こんにちは。奈良県の広陵町にある陽塾の代表・原田基生です。

文部科学省が昨日、現行の大学入試センター試験に代わって2020年度から実施予定の「大学入学希望者学力評価テスト(仮称)」のマークシート方式の問題イメージを公表しました。

新しいテストはこれまでのような単に知識を問うものではなく、「思考力・判断力・表現力」を評価するのに適したテストになります。どのようなテストにすればよいか、現在検討が重ねられています。

昨日公表されたのは物理と世界史でした。
物理では、正しい式を選択肢から選ぶのではなく自分で式を考える必要がある問題でした。グラフ作成が必要な問題や、添付資料の中から必要なデータを見極めることが求められる問題なども示されました。
世界史は、特定の地域や年代に絞って知識量を問う従来に比べ、横断的な知識や幅広い年代・地域の関連性を理解しておく必要があります。選択肢から正解を選ぶ形式でも「正しいものを2つ選べ」ではなく「正しいものをすべて選べ」の形式になって正解の個数が分からなかったり、前問と答えを連動させたりして、偶然には正解しにくい出題形式が示されました。

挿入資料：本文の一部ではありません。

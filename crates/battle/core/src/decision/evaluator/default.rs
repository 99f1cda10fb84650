//! Balanced heuristic evaluator.
//!
//! Edge policies that callers rely on:
//!
//! - Below critical health, retreat scores `0.8 + (1 - health) × 0.2` at
//!   Emergency priority, which outranks any non-emergency score.
//! - Melee utility grows with health while the nearest enemy is within melee
//!   range (inclusive) and collapses to 0.1 at Low priority outside it.
//! - Being outnumbered or surrounded favours retreat at High priority. That
//!   retreat (at most 0.7 × High × 0.9) only wins while no enemy is in melee
//!   reach; a full-health melee swing (1.0 × High × 0.8) outranks it.
//! - With no enemy visible every combat action scores zero utility and
//!   movement dominates.

use crate::action::ActionKind;
use crate::decision::{ActionEvaluator, ActionScore, DecisionContext, Priority};

/// Preferred engagement distance as a fraction of melee range.
const OPTIMAL_RANGE_FACTOR: f32 = 0.7;

#[derive(Clone, Copy, Debug, PartialEq)]
pub struct DefaultEvaluator {
    critical_health: f32,
}

impl DefaultEvaluator {
    pub fn new(critical_health: f32) -> Self {
        Self { critical_health }
    }

    pub(crate) fn is_critical(&self, ctx: &DecisionContext) -> bool {
        ctx.health_fraction() < self.critical_health
    }

    fn retreat(&self, ctx: &DecisionContext) -> ActionScore {
        let kind = ActionKind::Retreat;
        let health = ctx.health_fraction();
        if self.is_critical(ctx) {
            ActionScore::new(
                kind,
                0.8 + (1.0 - health) * 0.2,
                Priority::Emergency,
                0.9,
                "critical health",
            )
        } else if ctx.is_surrounded() {
            ActionScore::new(kind, 0.7, Priority::High, 0.9, "surrounded")
        } else if ctx.is_outnumbered() {
            ActionScore::new(kind, 0.6, Priority::High, 0.9, "outnumbered")
        } else {
            ActionScore::new(kind, 0.1, Priority::Low, 0.9, "no reason to retreat")
        }
    }

    fn melee(&self, ctx: &DecisionContext) -> ActionScore {
        let kind = ActionKind::AttackMelee;
        let Some(distance) = ctx.distance_to_nearest_enemy() else {
            return ActionScore::new(kind, 0.0, Priority::Minimal, 0.0, "no enemy visible");
        };
        if distance <= ctx.agent().stats.melee_range {
            ActionScore::new(
                kind,
                0.8 + ctx.health_fraction() * 0.2,
                Priority::High,
                0.8,
                "enemy within melee range",
            )
        } else {
            ActionScore::new(kind, 0.1, Priority::Low, 0.8, "enemy out of melee range")
        }
    }

    fn ranged(&self, ctx: &DecisionContext) -> ActionScore {
        let kind = ActionKind::AttackRanged;
        let in_range = ctx
            .distance_to_nearest_enemy()
            .is_some_and(|d| d <= ctx.agent().stats.attack_range);
        if !in_range {
            return ActionScore::new(kind, 0.0, Priority::Minimal, 0.0, "no enemy in ranged range");
        }
        let pressed = !ctx.immediate_threats().is_empty();
        let positioning = if pressed { -0.2 } else { 0.3 };
        let priority = if pressed { Priority::Medium } else { Priority::High };
        ActionScore::new(
            kind,
            0.6 + positioning + ctx.health_fraction() * 0.1,
            priority,
            0.7,
            if pressed { "ranged under pressure" } else { "ranged from safety" },
        )
    }

    fn dodge(&self, ctx: &DecisionContext) -> ActionScore {
        let kind = ActionKind::Dodge;
        let threats = ctx.immediate_threats().len();
        if threats == 0 {
            return ActionScore::new(kind, 0.1, Priority::Minimal, 0.6, "nothing to dodge");
        }
        let priority = if self.is_critical(ctx) {
            Priority::High
        } else {
            Priority::Medium
        };
        ActionScore::new(
            kind,
            0.5 + 0.2 * threats as f32 + 0.3 * (1.0 - ctx.health_fraction()),
            priority,
            0.6,
            format!("{threats} immediate threat(s)"),
        )
    }

    fn defend(&self, ctx: &DecisionContext) -> ActionScore {
        let kind = ActionKind::Defend;
        let threats = ctx.immediate_threats().len();
        if threats == 0 {
            ActionScore::new(kind, 0.2, Priority::Low, 0.7, "no immediate threat")
        } else if ctx.is_surrounded() || threats >= 3 {
            ActionScore::new(
                kind,
                0.7 + 0.2 * (1.0 - ctx.health_fraction()),
                Priority::High,
                0.7,
                "heavy pressure",
            )
        } else {
            ActionScore::new(
                kind,
                0.4 + 0.1 * threats as f32,
                Priority::Medium,
                0.7,
                "under attack",
            )
        }
    }

    fn movement(&self, ctx: &DecisionContext) -> ActionScore {
        let kind = ActionKind::Move;
        let mut utility = 0.5;
        let reasoning = match ctx.distance_to_nearest_enemy() {
            Some(distance) => {
                let optimal = ctx.agent().stats.melee_range * OPTIMAL_RANGE_FACTOR;
                if distance > optimal * 1.5 {
                    utility += 0.3;
                    "closing distance"
                } else if distance < optimal * 0.5 {
                    utility += 0.2;
                    "opening distance"
                } else {
                    "holding position"
                }
            }
            None => {
                utility += 0.1;
                "no enemy visible"
            }
        };
        ActionScore::new(kind, utility, Priority::Medium, 0.8, reasoning)
    }

    fn special(&self, ctx: &DecisionContext) -> ActionScore {
        let kind = ActionKind::UseSpecial;
        let threats = ctx.immediate_threats().len();
        if threats == 0 {
            ActionScore::new(kind, 0.1, Priority::Low, 0.5, "no pressing need")
        } else {
            ActionScore::new(
                kind,
                0.4 + 0.1 * threats as f32,
                Priority::Medium,
                0.5,
                "special under pressure",
            )
        }
    }

    fn cooperate(&self, ctx: &DecisionContext) -> ActionScore {
        let kind = ActionKind::Cooperate;
        if ctx.allies().is_empty() {
            ActionScore::new(kind, 0.0, Priority::Minimal, 0.4, "no allies visible")
        } else if ctx.has_advantage() && !ctx.immediate_threats().is_empty() {
            ActionScore::new(kind, 0.5, Priority::Medium, 0.4, "press the advantage together")
        } else {
            ActionScore::new(kind, 0.2, Priority::Low, 0.4, "allies nearby")
        }
    }
}

impl Default for DefaultEvaluator {
    fn default() -> Self {
        Self::new(crate::config::DecisionConfig::DEFAULT_CRITICAL_HEALTH)
    }
}

impl ActionEvaluator for DefaultEvaluator {
    fn name(&self) -> &'static str {
        "default"
    }

    fn evaluate(&self, kind: ActionKind, ctx: &DecisionContext) -> Option<ActionScore> {
        let score = match kind {
            ActionKind::AttackMelee => self.melee(ctx),
            ActionKind::AttackRanged => self.ranged(ctx),
            ActionKind::Move => self.movement(ctx),
            ActionKind::Dodge => self.dodge(ctx),
            ActionKind::Defend => self.defend(ctx),
            ActionKind::Retreat => self.retreat(ctx),
            ActionKind::UseSpecial => self.special(ctx),
            ActionKind::Cooperate => self.cooperate(ctx),
        };
        Some(score)
    }
}

#[cfg(test)]
mod tests {
    use super::*;
    use crate::config::DecisionConfig;
    use crate::decision::build_context;
    use crate::state::{AgentId, AgentSnapshot, AgentState, AgentStats, BattlefieldBounds, TeamId, Vec2};

    fn snap(id: u32, team: u32, x: f32, health: f32) -> AgentSnapshot {
        AgentState::new(
            AgentId(id),
            Some(TeamId(team)),
            Vec2::new(x, 0.0),
            AgentStats::default(),
        )
        .with_health(health)
        .snapshot()
    }

    fn scores(agent: &AgentSnapshot, visible: &[AgentSnapshot]) -> Vec<ActionScore> {
        let ctx = build_context(
            agent,
            visible,
            &BattlefieldBounds::default(),
            &DecisionConfig::default(),
        )
        .unwrap();
        DefaultEvaluator::default().evaluate_all(&ctx)
    }

    fn score_of(scores: &[ActionScore], kind: ActionKind) -> &ActionScore {
        &scores[kind.index()]
    }

    #[test]
    fn critical_health_makes_retreat_emergency() {
        let s = scores(&snap(1, 1, 0.0, 15.0), &[snap(2, 2, 25.0, 100.0)]);
        let retreat = score_of(&s, ActionKind::Retreat);
        assert_eq!(retreat.priority, Priority::Emergency);
        assert!((retreat.utility - 0.97).abs() < 1e-6);
        let best_other = s
            .iter()
            .filter(|x| x.kind != ActionKind::Retreat)
            .map(ActionScore::weighted_score)
            .fold(0.0, f32::max);
        assert!(retreat.weighted_score() > best_other);
    }

    #[test]
    fn melee_collapses_out_of_range() {
        let in_range = scores(&snap(1, 1, 0.0, 100.0), &[snap(2, 2, 30.0, 100.0)]);
        let out_of_range = scores(&snap(1, 1, 0.0, 100.0), &[snap(2, 2, 31.0, 100.0)]);

        let near = score_of(&in_range, ActionKind::AttackMelee);
        let far = score_of(&out_of_range, ActionKind::AttackMelee);
        assert_eq!(near.utility, 1.0);
        assert_eq!(near.priority, Priority::High);
        assert_eq!(far.utility, 0.1);
        assert_eq!(far.priority, Priority::Low);
    }

    #[test]
    fn outnumbered_prefers_retreat_at_high() {
        let s = scores(
            &snap(1, 1, 0.0, 90.0),
            &[snap(2, 2, 140.0, 100.0), snap(3, 2, -140.0, 100.0)],
        );
        let retreat = score_of(&s, ActionKind::Retreat);
        assert_eq!(retreat.priority, Priority::High);
        assert!(retreat.weighted_score() > score_of(&s, ActionKind::AttackMelee).weighted_score());
    }

    #[test]
    fn no_enemies_zeroes_combat() {
        let s = scores(&snap(1, 1, 0.0, 100.0), &[]);
        for kind in [ActionKind::AttackMelee, ActionKind::AttackRanged] {
            assert_eq!(score_of(&s, kind).utility, 0.0);
        }
        assert_eq!(score_of(&s, ActionKind::Cooperate).utility, 0.0);
        let movement = score_of(&s, ActionKind::Move).weighted_score();
        assert!(s.iter().all(|x| x.weighted_score() <= movement));
    }

    #[test]
    fn ranged_prefers_safe_distance() {
        let s = scores(&snap(1, 1, 0.0, 100.0), &[snap(2, 2, 100.0, 100.0)]);
        let ranged = score_of(&s, ActionKind::AttackRanged);
        // 100 is inside the default threat radius (120), so the agent is pressed
        assert_eq!(ranged.priority, Priority::Medium);
        assert!((ranged.utility - 0.5).abs() < 1e-6);
    }
}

わたしも問題のイメージを見ましたが、確かに付け焼刃的な知識では正解することは難しいと思われる内容でした。
しっかりとした知識の基礎を土台として、そこに自分の考えを積み上げていく力が求められます。

このテストを初めて受けるのは、今の中学2年生です。
「暗記中心の勉強」や「その場しのぎの勉強」しかやってこなかった子は通用しなくなります。
学力をつけるのには時間がかかります。わたしたち教師もこのような情報(知識)を得て、考え、実践し、子どもたちが「骨太の学力」をつけられるようにしっかりと教えていかなければなりません。